Naqueles tempos de Exército, tentei seguir carreira militar e ingressei num curso de cabo. Durante um acampamento, sendo designado chefe de uma patrulha de reconhecimento, eu e meus comandados vagueamos a noite pelo matagal à procura do inimigo, mas fomos subitamente abatidos por uma rajada de metralhadora – que na verdade era uma matraca. No balanço da operação, um furibundo sargento me repreendeu: “Você perdeu todos os seus homens na emboscada! Sua patrulha foi massacrada!” “Sim, senhor!”, respondi. Mas o sargento não se contentava com o meu “sim, senhor” e repetia a cantilena. Daí, já impaciente, retruquei: “Ninguém morreu, sargento. Eu e meus companheiros estamos vivos, porque foi tiro de festim!” Com esta minha ousadia verbal, o homem queria me partir ao meio, mas se conteve. Houve mais: durante um desfile, tive mal-estar e meus olhos turvaram-se. Pedi para sair de forma, mas o sargento não permitiu. “Soldado cai, mas não sai!”. Sai de forma e me sentei na calçada. Recobrados os ânimos, corri e alcancei a tropa, que já ia longe. Chegando, apresentei-me ao sargento, que me recebeu calado, mas com “cara de cão”.
E assim, a “derrota militar” no acampamento, a rebeldia no desfile e as soníferas aulas teóricas depois do almoço selaram minha desventura.

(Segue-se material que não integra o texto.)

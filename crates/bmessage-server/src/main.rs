//! # bmessage-server
//!
//! HTTP backend for BMessage.
//!
//! This binary provides:
//! - **REST API** (axum) for profiles, private chats, groups and
//!   notifications
//! - **Session verification** against the external issuer's Ed25519 key
//! - **Attachment storage** on local disk, served back under `/uploads`
//! - **Notification writer** that persists feed entries off the request path

mod api;
mod auth;
mod config;
mod error;
mod notifier;
mod upload_store;

use std::sync::Arc;

use bmessage_core::{Messenger, SessionKeyResolver};
use bmessage_store::{Backend, Database};
use tracing::{info, warn};
use tracing_subscriber::EnvFilter;

use crate::api::AppState;
use crate::config::ServerConfig;
use crate::notifier::ChannelSink;
use crate::upload_store::UploadStore;

#[tokio::main]
async fn main() -> anyhow::Result<()> {
    // -----------------------------------------------------------------------
    // 1. Initialize tracing (respects RUST_LOG env var)
    // -----------------------------------------------------------------------
    tracing_subscriber::fmt()
        .with_env_filter(
            EnvFilter::try_from_default_env().unwrap_or_else(|_| {
                EnvFilter::new("info,bmessage_server=debug,bmessage_core=debug")
            }),
        )
        .init();

    info!("Starting BMessage server v{}", env!("CARGO_PKG_VERSION"));

    // -----------------------------------------------------------------------
    // 2. Load configuration
    // -----------------------------------------------------------------------
    let config = ServerConfig::from_env();
    info!(?config, "Loaded configuration");
    if config.session_key_missing() {
        warn!("SESSION_PUBKEY is not set; every authenticated request will be rejected");
    }

    // -----------------------------------------------------------------------
    // 3. Open storage
    // -----------------------------------------------------------------------
    let database = if config.database_in_memory() {
        warn!("Using an in-memory database; nothing survives a restart");
        Database::open_in_memory()?
    } else {
        Database::open_at(&config.database_path)?
    };
    let backend: Arc<dyn Backend> = Arc::new(database);

    let uploads = Arc::new(
        UploadStore::new(config.upload_path.clone(), config.max_upload_size).await?,
    );

    // -----------------------------------------------------------------------
    // 4. Load state and spawn the notification writer
    // -----------------------------------------------------------------------
    let (sink, _writer) = ChannelSink::spawn(backend.clone());
    let messenger = Messenger::open(
        backend,
        Arc::new(SessionKeyResolver::new(config.session_pubkey)),
        Arc::new(sink),
    )?;

    let stats = messenger.stats()?;
    info!(
        users = stats.users_count,
        chats = stats.chats_count,
        groups = stats.groups_count,
        posts = stats.posts_count,
        "Loaded conversation state"
    );

    let http_addr = config.http_addr;
    let app_state = AppState {
        messenger: Arc::new(messenger),
        uploads,
        config: Arc::new(config),
        started_at: chrono::Utc::now(),
    };

    // -----------------------------------------------------------------------
    // 5. Run the HTTP API server (blocks until shutdown)
    // -----------------------------------------------------------------------
    tokio::select! {
        result = api::serve(app_state, http_addr) => {
            if let Err(e) = result {
                tracing::error!(error = %e, "HTTP server failed");
                return Err(e);
            }
        }
        _ = tokio::signal::ctrl_c() => {
            info!("Received Ctrl+C, shutting down");
        }
    }

    Ok(())
}
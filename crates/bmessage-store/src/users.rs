//! CRUD operations for [`User`] records.

use rusqlite::params;

use crate::database::{format_timestamp, parse_timestamp, Database};
use crate::error::{Result, StoreError};
use crate::models::{default_settings, User, UserSettings};

impl Database {
    /// Insert a user, or overwrite every field of an existing one.
    pub fn upsert_user(&self, user: &User) -> Result<()> {
        let settings = serde_json::to_string(&user.settings)?;

        self.conn()?.execute(
            "INSERT INTO users (id, name, avatar, last_seen, registered, settings)
             VALUES (?1, ?2, ?3, ?4, ?5, ?6)
             ON CONFLICT(id) DO UPDATE SET
                 name = excluded.name,
                 avatar = excluded.avatar,
                 last_seen = excluded.last_seen,
                 settings = excluded.settings",
            params![
                user.id,
                user.name,
                user.avatar,
                format_timestamp(&user.last_seen),
                format_timestamp(&user.registered),
                settings,
            ],
        )?;
        Ok(())
    }

    pub fn get_user(&self, id: &str) -> Result<User> {
        self.conn()?
            .query_row(
                "SELECT id, name, avatar, last_seen, registered, settings FROM users WHERE id = ?1",
                params![id],
                row_to_user,
            )
            .map_err(|e| match e {
                rusqlite::Error::QueryReturnedNoRows => StoreError::NotFound,
                other => StoreError::Sqlite(other),
            })
    }

    pub fn list_users(&self) -> Result<Vec<User>> {
        let conn = self.conn()?;
        let mut stmt = conn.prepare(
            "SELECT id, name, avatar, last_seen, registered, settings FROM users ORDER BY registered ASC",
        )?;
        let rows = stmt.query_map([], row_to_user)?;
        rows.collect::<std::result::Result<Vec<_>, _>>()
            .map_err(StoreError::Sqlite)
    }
}

fn row_to_user(row: &rusqlite::Row<'_>) -> rusqlite::Result<User> {
    let last_seen: String = row.get(3)?;
    let registered: String = row.get(4)?;
    let settings_json: String = row.get(5)?;

    // rows migrated from v1 hold an empty object
    let mut settings = default_settings();
    let stored: UserSettings = serde_json::from_str(&settings_json).map_err(|e| {
        rusqlite::Error::FromSqlConversionFailure(5, rusqlite::types::Type::Text, Box::new(e))
    })?;
    settings.extend(stored);

    Ok(User {
        id: row.get(0)?,
        name: row.get(1)?,
        avatar: row.get(2)?,
        last_seen: parse_timestamp(3, &last_seen)?,
        registered: parse_timestamp(4, &registered)?,
        settings,
    })
}
use axum::extract::multipart::MultipartError;
use axum::extract::rejection::JsonRejection;
use axum::http::StatusCode;
use axum::response::{IntoResponse, Response};
use bmessage_core::CoreError;
use thiserror::Error;

#[derive(Debug, Error)]
pub enum ServerError {
    #[error("Unauthorized")]
    Unauthorized,

    #[error("{0} not found")]
    NotFound(String),

    #[error("Forbidden: {0}")]
    Forbidden(String),

    #[error("Invalid request: {0}")]
    BadRequest(String),

    #[error("File too large: {size} bytes (max {max})")]
    PayloadTooLarge { size: usize, max: usize },

    /// The request body hit the router's body limit before it was read.
    #[error("Request body too large")]
    BodyTooLarge,

    #[error("Upload storage error: {0}")]
    UploadStorage(String),

    #[error("Internal error: {0}")]
    Internal(String),
}

impl From<CoreError> for ServerError {
    fn from(err: CoreError) -> Self {
        match err {
            CoreError::Unauthorized => ServerError::Unauthorized,
            CoreError::NotFound(what) => ServerError::NotFound(what),
            CoreError::Forbidden(reason) => ServerError::Forbidden(reason),
            CoreError::Validation(reason) => ServerError::BadRequest(reason),
            CoreError::Persist(e) => ServerError::Internal(e.to_string()),
            CoreError::Internal(reason) => ServerError::Internal(reason),
        }
    }
}

impl From<MultipartError> for ServerError {
    fn from(err: MultipartError) -> Self {
        if err.status() == StatusCode::PAYLOAD_TOO_LARGE {
            ServerError::BodyTooLarge
        } else {
            ServerError::BadRequest(format!("Multipart error: {}", err.body_text()))
        }
    }
}

impl From<JsonRejection> for ServerError {
    fn from(err: JsonRejection) -> Self {
        if err.status() == StatusCode::PAYLOAD_TOO_LARGE {
            ServerError::BodyTooLarge
        } else {
            ServerError::BadRequest(err.body_text())
        }
    }
}

impl IntoResponse for ServerError {
    fn into_response(self) -> Response {
        let (status, message) = match &self {
            ServerError::Unauthorized => (StatusCode::UNAUTHORIZED, self.to_string()),
            ServerError::NotFound(_) => (StatusCode::NOT_FOUND, self.to_string()),
            ServerError::Forbidden(_) => (StatusCode::FORBIDDEN, self.to_string()),
            ServerError::BadRequest(_) => (StatusCode::BAD_REQUEST, self.to_string()),
            ServerError::PayloadTooLarge { .. } | ServerError::BodyTooLarge => {
                (StatusCode::PAYLOAD_TOO_LARGE, self.to_string())
            }
            ServerError::UploadStorage(_) => {
                tracing::error!(error = %self, "upload storage failure");
                (StatusCode::INTERNAL_SERVER_ERROR, "Upload storage error".to_string())
            }
            ServerError::Internal(_) => {
                tracing::error!(error = %self, "request failed");
                (StatusCode::INTERNAL_SERVER_ERROR, "Internal server error".to_string())
            }
        };

        let body = serde_json::json!({
            "error": message,
        });

        (status, axum::Json(body)).into_response()
    }
}
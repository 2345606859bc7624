/// Application name
pub const APP_NAME: &str = "BMessage";

/// Default HTTP API port
pub const DEFAULT_HTTP_PORT: u16 = 3000;

/// Maximum size of a single uploaded file (50 MiB)
pub const MAX_UPLOAD_SIZE: usize = 50 * 1024 * 1024;

/// Text left behind when a file-bearing message is deleted
pub const DELETED_FILE_PLACEHOLDER: &str = "[File deleted]";

/// Width of the base36 timestamp prefix of an invite link
pub const INVITE_PREFIX_LEN: usize = 9;

/// Random bytes appended to an invite link (12 base64url chars)
pub const INVITE_RANDOM_BYTES: usize = 9;

/// URL prefix under which uploaded files are addressed
pub const UPLOADS_URL_PREFIX: &str = "/uploads";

Para sorte minha ou da corporação, pus fim num alentado sonho verde-oliva de “homem das armas”.
Mas o Costa, que era um sujeito sabido, se deu bem. Com pouco tempo ele se tornou cabo-enfermeiro e só não avançou na carreira porque não quis. Era competente e poderia ter chegado a oficial, como seu pai.
Numa daquelas visitas à família do Costa, conheci seu irmão. Era um sujeito magro, cabeludo, barbudo – um riponga. Com ele, aprendi a tomar chimarrão, ouvir MPB e apreciar literatura. A música, em volume baixo, temperava sua prosa, que também tinha lá uns tons melódicos. Tornei-me amigo desse magricela e passei a ter menos contato com o Costa.
O tempo passou e nas muitas vezes que voltei àquela casa, nunca mais vi o Costa, que voltou a ser Sérgio, passando a ter outras ocupações: deixara a farda, casara e cuidava agora da família.
A notícia de sua morte foi um grande baque. Não sabendo de sua enfermidade, não rezei pela sua recuperação. Descanse em paz, Sérgio! Para mim você continua sendo o bom “soldado Costa”.